自然な食品にシンプルな加工を施し、保存性や食べやすさを向上させたもの。
例:
	- 冷凍野菜、パック豆腐、ヨーグルト、パン(基本材料のみ)
- 缶詰食品(砂糖や塩が控えめなもの)
特徴:
	- 添加物の使用は控えめまたはなし。
- 主に保存性や風味向上が目的。
- 栄養価が比較的保たれている。
超加工食品
工業的に高度な加工が施され、多くの人工成分(添加物や加工原料)を含む食品。
例:
	- スナック菓子、清涼飲料水、インスタント食品、加工肉(ハム、ソーセージ)
- フレーバー入りのシリアル、菓子パン
特徴:
	- 添加物が多い(保存料、着色料、香料、乳化剤など)。
- 自然な食材が少なく、精製された砂糖や油脂が中心。
- 栄養価が低く、カロリーが高い傾向。
- 食べやすさや依存性を高める工夫がされている。
違いのまとめ
	
		
			|  | 加工食品 | 超加工食品 | 
	
	
		
			| 加工の度合い | 軽度(保存や調理の簡便化) | 高度(工業的加工が主体) | 
		
			| 成分 | 自然な食品が主、添加物は少ない | 添加物や人工成分が多い | 
		
			| 栄養価 | 栄養価が保たれている | 栄養価が低く、高カロリー | 
		
			| 健康への影響 | 健康に悪影響が少ない | 肥満や生活習慣病のリスクが高まる | 
	
 
 
 
栄養不足のサイン
	- 疲労感や気分の不調:慢性的な疲労、気分の落ち込み、イライラの増加。
- 身体の不調:筋肉のこわばりや便秘、免疫力低下など。
- 見た目の変化:肌トラブル、髪や爪の脆さ、むくみなど。
 これらのサインが出ている場合、栄養状態の見直しが有効です。
 
栄養改善のためのアプローチ
1. 食事の見直し
	- 地元の新鮮な食材の利用:地域で採れた旬の食材には高い栄養価が期待できます。
- 発酵食品の摂取:納豆、味噌、キムチなどの発酵食品が腸内環境を整えます。
2. スマートな栄養補給
	- サプリメントでの補充:ビタミンやミネラルの不足には、適切なサプリメントを活用。

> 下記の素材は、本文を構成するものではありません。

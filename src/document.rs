//! The in-memory document model and its session guard.
//!
//! One [`Document`] is loaded at a time and owned by the process-wide
//! [`DocumentSession`]. Readers (UI refresh, snapshot queries) and the
//! engine's workers share it through a read-write lock; writers hold the
//! write lock only for the duration of a single field update, never across
//! a suspension point. Workers re-resolve pages by number on every access
//! so a document swap mid-batch cannot leave them holding stale state.

use crate::error::EngineError;
use serde::{Deserialize, Serialize};
use std::path::{Path, PathBuf};
use tokio::sync::RwLock;

/// Source container format of a loaded document.
#[derive(Debug, Clone, Copy, PartialEq, Eq, Serialize, Deserialize)]
#[serde(rename_all = "lowercase")]
pub enum DocumentKind {
    /// Multi-page PDF; pages render through pdfium.
    Pdf,
    /// Single-page raster image (png/jpeg/…).
    Raster,
}

/// Which user-visible text slot an operation targets.
#[derive(Debug, Clone, Copy, PartialEq, Eq, Serialize, Deserialize)]
#[serde(rename_all = "lowercase")]
pub enum TextKind {
    Ocr,
    Ai,
}

/// One page of the loaded document.
///
/// `width`/`height` stay zero until the first render decodes the page.
/// `processed` flips to true the first time `ocr_text` is written.
/// Invariant maintained by [`Page::set_native_text`]:
/// `has_native_text ⇔ !native_text.trim().is_empty()`.
#[derive(Debug, Clone, Serialize, Deserialize)]
pub struct Page {
    pub number: u32,
    pub width: u32,
    pub height: u32,
    pub native_text: String,
    pub has_native_text: bool,
    pub ocr_text: String,
    pub ai_text: String,
    pub image_path: Option<PathBuf>,
    pub processed: bool,
}

impl Page {
    fn new(number: u32) -> Self {
        Self {
            number,
            width: 0,
            height: 0,
            native_text: String::new(),
            has_native_text: false,
            ocr_text: String::new(),
            ai_text: String::new(),
            image_path: None,
            processed: false,
        }
    }

    /// Store native text, keeping the `has_native_text` invariant.
    pub fn set_native_text(&mut self, text: String) {
        self.has_native_text = !text.trim().is_empty();
        self.native_text = text;
    }

    /// The text an AI transformation should start from: OCR output when
    /// present, otherwise the embedded native text.
    pub fn source_text(&self) -> &str {
        if !self.ocr_text.trim().is_empty() {
            &self.ocr_text
        } else {
            &self.native_text
        }
    }
}

/// The loaded document.
#[derive(Debug, Clone, Serialize, Deserialize)]
pub struct Document {
    pub path: PathBuf,
    pub title: String,
    pub kind: DocumentKind,
    /// SHA-256 of the file bytes; participates in OCR cache fingerprints.
    pub content_id: String,
    pub page_count: u32,
    pub pages: Vec<Page>,
}

impl Document {
    pub fn new(
        path: PathBuf,
        kind: DocumentKind,
        content_id: String,
        page_count: u32,
    ) -> Self {
        let title = path
            .file_stem()
            .map(|s| s.to_string_lossy().into_owned())
            .unwrap_or_else(|| path.to_string_lossy().into_owned());
        let pages = (1..=page_count).map(Page::new).collect();
        Self {
            path,
            title,
            kind,
            content_id,
            page_count,
            pages,
        }
    }

    pub fn page(&self, number: u32) -> Option<&Page> {
        if number == 0 {
            return None;
        }
        self.pages.get(number as usize - 1)
    }

    fn page_mut(&mut self, number: u32) -> Option<&mut Page> {
        if number == 0 {
            return None;
        }
        self.pages.get_mut(number as usize - 1)
    }
}

/// Serializable snapshot handed across the facade boundary.
pub type DocumentSnapshot = Document;

/// Thread-safe holder of the single loaded document.
pub struct DocumentSession {
    document: RwLock<Option<Document>>,
}

impl DocumentSession {
    pub fn new() -> Self {
        Self {
            document: RwLock::new(None),
        }
    }

    /// Replace the loaded document. The previous document (and every page
    /// reference into it) is dropped.
    pub async fn replace(&self, document: Document) {
        *self.document.write().await = Some(document);
    }

    pub async fn is_loaded(&self) -> bool {
        self.document.read().await.is_some()
    }

    /// Full snapshot for the shell. Clones the document; cheap relative to
    /// the model calls this system exists to make.
    pub async fn snapshot(&self) -> Result<DocumentSnapshot, EngineError> {
        self.document
            .read()
            .await
            .clone()
            .ok_or(EngineError::DocumentNotLoaded)
    }

    /// Read a single page by number.
    pub async fn page(&self, number: u32) -> Result<Page, EngineError> {
        let guard = self.document.read().await;
        let doc = guard.as_ref().ok_or(EngineError::DocumentNotLoaded)?;
        doc.page(number)
            .cloned()
            .ok_or(EngineError::PageOutOfRange {
                page: number,
                total: doc.page_count,
            })
    }

    /// Document identity needed to build fingerprints and render requests,
    /// without cloning pages.
    pub async fn descriptor(&self) -> Result<DocumentDescriptor, EngineError> {
        let guard = self.document.read().await;
        let doc = guard.as_ref().ok_or(EngineError::DocumentNotLoaded)?;
        Ok(DocumentDescriptor {
            path: doc.path.clone(),
            kind: doc.kind,
            content_id: doc.content_id.clone(),
            page_count: doc.page_count,
        })
    }

    /// Validate that every page number exists in the loaded document.
    pub async fn validate_pages(&self, pages: &[u32]) -> Result<(), EngineError> {
        let guard = self.document.read().await;
        let doc = guard.as_ref().ok_or(EngineError::DocumentNotLoaded)?;
        for &page in pages {
            if page == 0 || page > doc.page_count {
                return Err(EngineError::PageOutOfRange {
                    page,
                    total: doc.page_count,
                });
            }
        }
        Ok(())
    }

    /// Apply a mutation to one page under the write lock.
    pub async fn update_page<F>(&self, number: u32, apply: F) -> Result<(), EngineError>
    where
        F: FnOnce(&mut Page),
    {
        let mut guard = self.document.write().await;
        let doc = guard.as_mut().ok_or(EngineError::DocumentNotLoaded)?;
        let total = doc.page_count;
        let page = doc
            .page_mut(number)
            .ok_or(EngineError::PageOutOfRange { page: number, total })?;
        apply(page);
        Ok(())
    }

    /// Record the dimensions and cached image path produced by a render.
    pub async fn record_render(
        &self,
        number: u32,
        width: u32,
        height: u32,
        image_path: &Path,
    ) -> Result<(), EngineError> {
        self.update_page(number, |page| {
            page.width = width;
            page.height = height;
            page.image_path = Some(image_path.to_path_buf());
        })
        .await
    }

    /// Store OCR output and mark the page processed.
    pub async fn record_ocr_text(&self, number: u32, text: &str) -> Result<(), EngineError> {
        self.update_page(number, |page| {
            page.ocr_text = text.to_string();
            page.processed = true;
        })
        .await
    }

    /// Store AI transformation output.
    pub async fn record_ai_text(&self, number: u32, text: &str) -> Result<(), EngineError> {
        self.update_page(number, |page| {
            page.ai_text = text.to_string();
        })
        .await
    }

    /// Store native text extracted from the source container.
    pub async fn record_native_text(&self, number: u32, text: String) -> Result<(), EngineError> {
        self.update_page(number, |page| page.set_native_text(text)).await
    }
}

impl Default for DocumentSession {
    fn default() -> Self {
        Self::new()
    }
}

/// Identity of the loaded document, detached from its pages.
#[derive(Debug, Clone)]
pub struct DocumentDescriptor {
    pub path: PathBuf,
    pub kind: DocumentKind,
    pub content_id: String,
    pub page_count: u32,
}

#[cfg(test)]
mod tests {
    use super::*;

    fn doc(pages: u32) -> Document {
        Document::new(PathBuf::from("/tmp/report.pdf"), DocumentKind::Pdf, "cid".into(), pages)
    }

    #[test]
    fn title_comes_from_file_stem() {
        assert_eq!(doc(2).title, "report");
    }

    #[test]
    fn native_text_invariant() {
        let mut page = Page::new(1);
        page.set_native_text("  \n\t ".into());
        assert!(!page.has_native_text);
        page.set_native_text("hello".into());
        assert!(page.has_native_text);
    }

    #[test]
    fn source_text_prefers_ocr() {
        let mut page = Page::new(1);
        page.set_native_text("native".into());
        assert_eq!(page.source_text(), "native");
        page.ocr_text = "recognized".into();
        assert_eq!(page.source_text(), "recognized");
    }

    #[tokio::test]
    async fn snapshot_requires_loaded_document() {
        let session = DocumentSession::new();
        assert!(matches!(
            session.snapshot().await,
            Err(EngineError::DocumentNotLoaded)
        ));
        session.replace(doc(1)).await;
        assert_eq!(session.snapshot().await.unwrap().page_count, 1);
    }

    #[tokio::test]
    async fn page_numbers_are_one_indexed() {
        let session = DocumentSession::new();
        session.replace(doc(3)).await;
        assert!(session.page(0).await.is_err());
        assert_eq!(session.page(3).await.unwrap().number, 3);
        assert!(matches!(
            session.page(4).await,
            Err(EngineError::PageOutOfRange { page: 4, total: 3 })
        ));
    }

    #[tokio::test]
    async fn record_ocr_marks_processed() {
        let session = DocumentSession::new();
        session.replace(doc(2)).await;
        session.record_ocr_text(2, "text").await.unwrap();
        let page = session.page(2).await.unwrap();
        assert!(page.processed);
        assert_eq!(page.ocr_text, "text");
        assert!(!session.page(1).await.unwrap().processed);
    }

    #[tokio::test]
    async fn validate_pages_rejects_out_of_range() {
        let session = DocumentSession::new();
        session.replace(doc(2)).await;
        assert!(session.validate_pages(&[1, 2]).await.is_ok());
        assert!(session.validate_pages(&[1, 3]).await.is_err());
        assert!(session.validate_pages(&[0]).await.is_err());
    }
}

- 定期的な栄養評価:栄養状態を定期的に確認し、必要な栄養素を見直すことが大切です。
3. ライフスタイルの改善
	- 規則的な食事時間:体内時計に合わせた食事が栄養吸収に有益です。
- 良質な睡眠:ホルモンバランスに影響し、食欲や代謝の安定をサポート。
- 運動習慣:代謝を高め、栄養素の効率的な利用を促進します。
 
個別化された栄養プログラムの重要性
体質や生活環境、目標が一人ひとり異なるため、一般的なアドバイスだけでは十分とはいえません。個別化された栄養プログラムによって、効果的な改善が期待できます。
 
当院での取り組み
	- 初期評価:食生活や体調の分析、生活習慣をカウンセリング。必要に応じて検査で評価。
- 個別プランの作成:目標に合わせた計画を作成。
- 定期的な見直し:主に3?6ヶ月に1回の評価にて健康状態の最適化を目指します。
 
健康への第一歩
少しずつでも栄養バランスを意識した生活を取り入れることで、健康維持に繋がります。